Let Me Read That Outsider Poetry, White Boy
I remember the decade or so when I worked a wedding reception almost every Saturday night. I loved it when they would play Wild Cherry’s song “Play That Funky Music.” I’d often be blasted out of my mind at that point and getting paid a few hundred dollars to celebrate the happiest day of peoples’ live with them. Somebody has to do it. On occasion I’d even write down poetry on cocktail napkins. A lot of my third book Flesh Wounds was written that way, the same way a lot of Detached Retinas was written on a Sears delivery truck, or on scraps of refrigerator boxes or delivery manifolds. When you’re a poet you write on whatever is around. I never took my work seriously enough to keep most of those scraps, and I have a tendency to want to throw out whatever previous incarnation of a poem I was working on as soon as I finish a new draft.

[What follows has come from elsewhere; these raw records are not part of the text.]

use std::collections::BTreeMap;
use std::str::FromStr;

use serde::{Deserialize, Serialize};

use crate::error::RegistryError;

// ---------------------------------------------------------------------------
// Canonical field names
// ---------------------------------------------------------------------------

pub const IDENTIFICACION: &str = "identificacion";
pub const NOMBRES: &str = "nombres";
pub const APELLIDOS: &str = "apellidos";
pub const TIPO_DOCUMENTO: &str = "tipo_documento";
/// Combined "names + surnames" column found in some exports.
pub const NOMBRE_COMPLETO: &str = "nombre_completo";

/// Canonical columns, in output order.
pub const CANONICAL_FIELDS: [&str; 4] = [IDENTIFICACION, NOMBRES, APELLIDOS, TIPO_DOCUMENTO];

// ---------------------------------------------------------------------------
// Record
// ---------------------------------------------------------------------------

/// One row of identity data.
///
/// Values are either absent or a non-empty trimmed string; whitespace-only
/// input is stored as absent. `row` is the zero-based position of the row in
/// its source and is never renumbered by later stages.
#[derive(Debug, Clone, PartialEq, Eq, Serialize)]
pub struct Record {
    pub row: usize,
    #[serde(flatten)]
    fields: BTreeMap<String, String>,
}

impl Record {
    pub fn new(row: usize) -> Self {
        Self {
            row,
            fields: BTreeMap::new(),
        }
    }

    /// Build a record from `(column, value)` pairs, dropping blank values.
    pub fn from_pairs<I, K, V>(row: usize, pairs: I) -> Self
    where
        I: IntoIterator<Item = (K, V)>,
        K: Into<String>,
        V: AsRef<str>,
    {
        let mut record = Self::new(row);
        for (key, value) in pairs {
            record = record.with(key, Some(value.as_ref()));
        }
        record
    }

    /// Return a copy of this record with `field` set to `value` (or removed).
    pub fn with(mut self, field: impl Into<String>, value: Option<&str>) -> Self {
        let field = field.into();
        match value.map(str::trim).filter(|v| !v.is_empty()) {
            Some(v) => {
                self.fields.insert(field, v.to_string());
            }
            None => {
                self.fields.remove(&field);
            }
        }
        self
    }

    pub fn get(&self, field: &str) -> Option<&str> {
        self.fields.get(field).map(String::as_str)
    }

    pub fn has(&self, field: &str) -> bool {
        self.fields.contains_key(field)
    }

    pub fn fields(&self) -> impl Iterator<Item = (&str, &str)> {
        self.fields.iter().map(|(k, v)| (k.as_str(), v.as_str()))
    }

    pub fn identificacion(&self) -> Option<&str> {
        self.get(IDENTIFICACION)
    }

    pub fn nombres(&self) -> Option<&str> {
        self.get(NOMBRES)
    }

    pub fn apellidos(&self) -> Option<&str> {
        self.get(APELLIDOS)
    }

    pub fn tipo_documento(&self) -> Option<&str> {
        self.get(TIPO_DOCUMENTO)
    }
}

// ---------------------------------------------------------------------------
// Record set
// ---------------------------------------------------------------------------

/// Ordered records plus the column names present in the source.
#[derive(Debug, Clone, Default)]
pub struct RecordSet {
    pub columns: Vec<String>,
    pub records: Vec<Record>,
}

impl RecordSet {
    pub fn new(columns: Vec<String>) -> Self {
        Self {
            columns,
            records: Vec::new(),
        }
    }

    /// Build a set from a header and positional rows; row indexes follow input order.
    pub fn from_rows<S: AsRef<str>>(columns: &[&str], rows: &[Vec<S>]) -> Self {
        let mut set = Self::new(columns.iter().map(|c| c.to_string()).collect());
        for values in rows {
            set.push(columns.iter().copied().zip(values.iter().map(AsRef::as_ref)));
        }
        set
    }

    /// Append a row; its index is the current record count.
    pub fn push<I, K, V>(&mut self, pairs: I)
    where
        I: IntoIterator<Item = (K, V)>,
        K: Into<String>,
        V: AsRef<str>,
    {
        let row = self.records.len();
        self.records.push(Record::from_pairs(row, pairs));
    }

    pub fn has_column(&self, column: &str) -> bool {
        self.columns.iter().any(|c| c == column)
    }

    pub fn len(&self) -> usize {
        self.records.len()
    }

    pub fn is_empty(&self) -> bool {
        self.records.is_empty()
    }
}

// ---------------------------------------------------------------------------
// Key scheme
// ---------------------------------------------------------------------------

/// How records are grouped into duplicate candidates.
#[derive(Debug, Clone, Copy, PartialEq, Eq, Hash, Default, Deserialize, Serialize)]
#[serde(rename_all = "snake_case")]
pub enum KeyScheme {
    /// The bare identifier.
    #[default]
    Identifier,
    /// Identifier plus the uppercased document-type code.
    IdentifierDocumentType,
}

impl KeyScheme {
    pub fn key_for(&self, record: &Record) -> Result<String, RegistryError> {
        let ident = record
            .identificacion()
            .ok_or_else(|| RegistryError::KeyUnavailable {
                row: record.row,
                field: IDENTIFICACION.into(),
            })?;

        match self {
            Self::Identifier => Ok(ident.to_string()),
            Self::IdentifierDocumentType => {
                let tipo = record.tipo_documento().unwrap_or("").to_uppercase();
                Ok(format!("{ident}|{tipo}"))
            }
        }
    }

    pub fn as_str(&self) -> &'static str {
        match self {
            Self::Identifier => "identifier",
            Self::IdentifierDocumentType => "identifier_document_type",
        }
    }
}

impl std::fmt::Display for KeyScheme {
    fn fmt(&self, f: &mut std::fmt::Formatter<'_>) -> std::fmt::Result {
        f.write_str(self.as_str())
    }
}

impl FromStr for KeyScheme {
    type Err = RegistryError;

    fn from_str(s: &str) -> Result<Self, Self::Err> {
        match s.trim().to_ascii_lowercase().replace('-', "_").as_str() {
            "identifier" => Ok(Self::Identifier),
            "identifier_document_type" => Ok(Self::IdentifierDocumentType),
            other => Err(RegistryError::ConfigValidation(format!(
                "unknown key scheme '{other}' (expected 'identifier' or 'identifier_document_type')"
            ))),
        }
    }
}

// ---------------------------------------------------------------------------
// Rejections
// ---------------------------------------------------------------------------

#[derive(Debug, Clone, PartialEq, Eq, Serialize)]
#[serde(tag = "reason", rename_all = "snake_case")]
pub enum RejectReason {
    InvalidIdentifier,
    UnresolvableName,
    DuplicateLoser { key: String, survivor_row: usize },
    TransformError { message: String },
}

impl RejectReason {
    pub fn as_str(&self) -> &'static str {
        match self {
            Self::InvalidIdentifier => "invalid_identifier",
            Self::UnresolvableName => "unresolvable_name",
            Self::DuplicateLoser { .. } => "duplicate_loser",
            Self::TransformError { .. } => "transform_error",
        }
    }
}

impl std::fmt::Display for RejectReason {
    fn fmt(&self, f: &mut std::fmt::Formatter<'_>) -> std::fmt::Result {
        f.write_str(self.as_str())
    }
}

/// A record routed out of the valid set, tagged with why.
#[derive(Debug, Clone, PartialEq, Eq, Serialize)]
pub struct Rejected {
    pub record: Record,
    #[serde(flatten)]
    pub reason: RejectReason,
}

// ---------------------------------------------------------------------------
// Report + Output
// ---------------------------------------------------------------------------

/// Counts observed at each pipeline stage. Informational only.
#[derive(Debug, Clone, Default, PartialEq, Eq, Serialize)]
pub struct ValidationReport {
    pub total_records: usize,
    pub invalid_identifiers: usize,
    pub unresolvable_names: usize,
    pub transform_errors: usize,
    pub duplicates_eliminated: usize,
    pub records_valid: usize,
    pub names_corrected: usize,
    pub surnames_corrected: usize,
}

#[derive(Debug, Clone, Default, Serialize)]
pub struct ProcessOutput {
    pub valid_records: Vec<Record>,
    pub invalid_records: Vec<Rejected>,
    pub report: ValidationReport,
}

impl ProcessOutput {
    /// Rejected records carrying the given reason tag.
    pub fn rejected_as<'a>(&'a self, reason: &'a str) -> impl Iterator<Item = &'a Rejected> + 'a {
        self.invalid_records
            .iter()
            .filter(move |r| r.reason.as_str() == reason)
    }
}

This poem was written one time when I was trying to escape Rockford by going to Evanston and living in the basement of two female studies professors at Northwestern. I had a lot of fun that Spring living in their basement and watching Dark Shadows at four in the morning. I think the whole time I was there I only saw them one time. Their pit bull would often come downstairs and talk to me because he knew they were vegetarians and I wasn’t.
Collected
Say something interesting. Come to our dinner party And insult our queer friends. Please stay in our basement And pee in our sink. You’re our very first poet. We were hoping for PP But we heard some nice Things about you, too. Say something outrageous. Eat light bulbs and peanut Butter and be feral and Nasty and awful to us. You’re a real poet. Come out on the town with us And cause a scene. Drink enough for us all And go to jail for us all. Sleep with us. We’ve never had a poet.
Please get us some Good drugs. Don’t forget To write nice things About us. You don’t mind, Do you?
My attempt to escape Rockford failed, and I returned to my life of working in bars and doing wedding receptions every Saturday night. That went on for a few more years, then my brother fulfilled his dream of owning his own bar and brought me in to be the general manager. But that’s another book entirely full of boater assholes and roller girls. Thank you for tuning in to this episode of Outsider Poet theatre.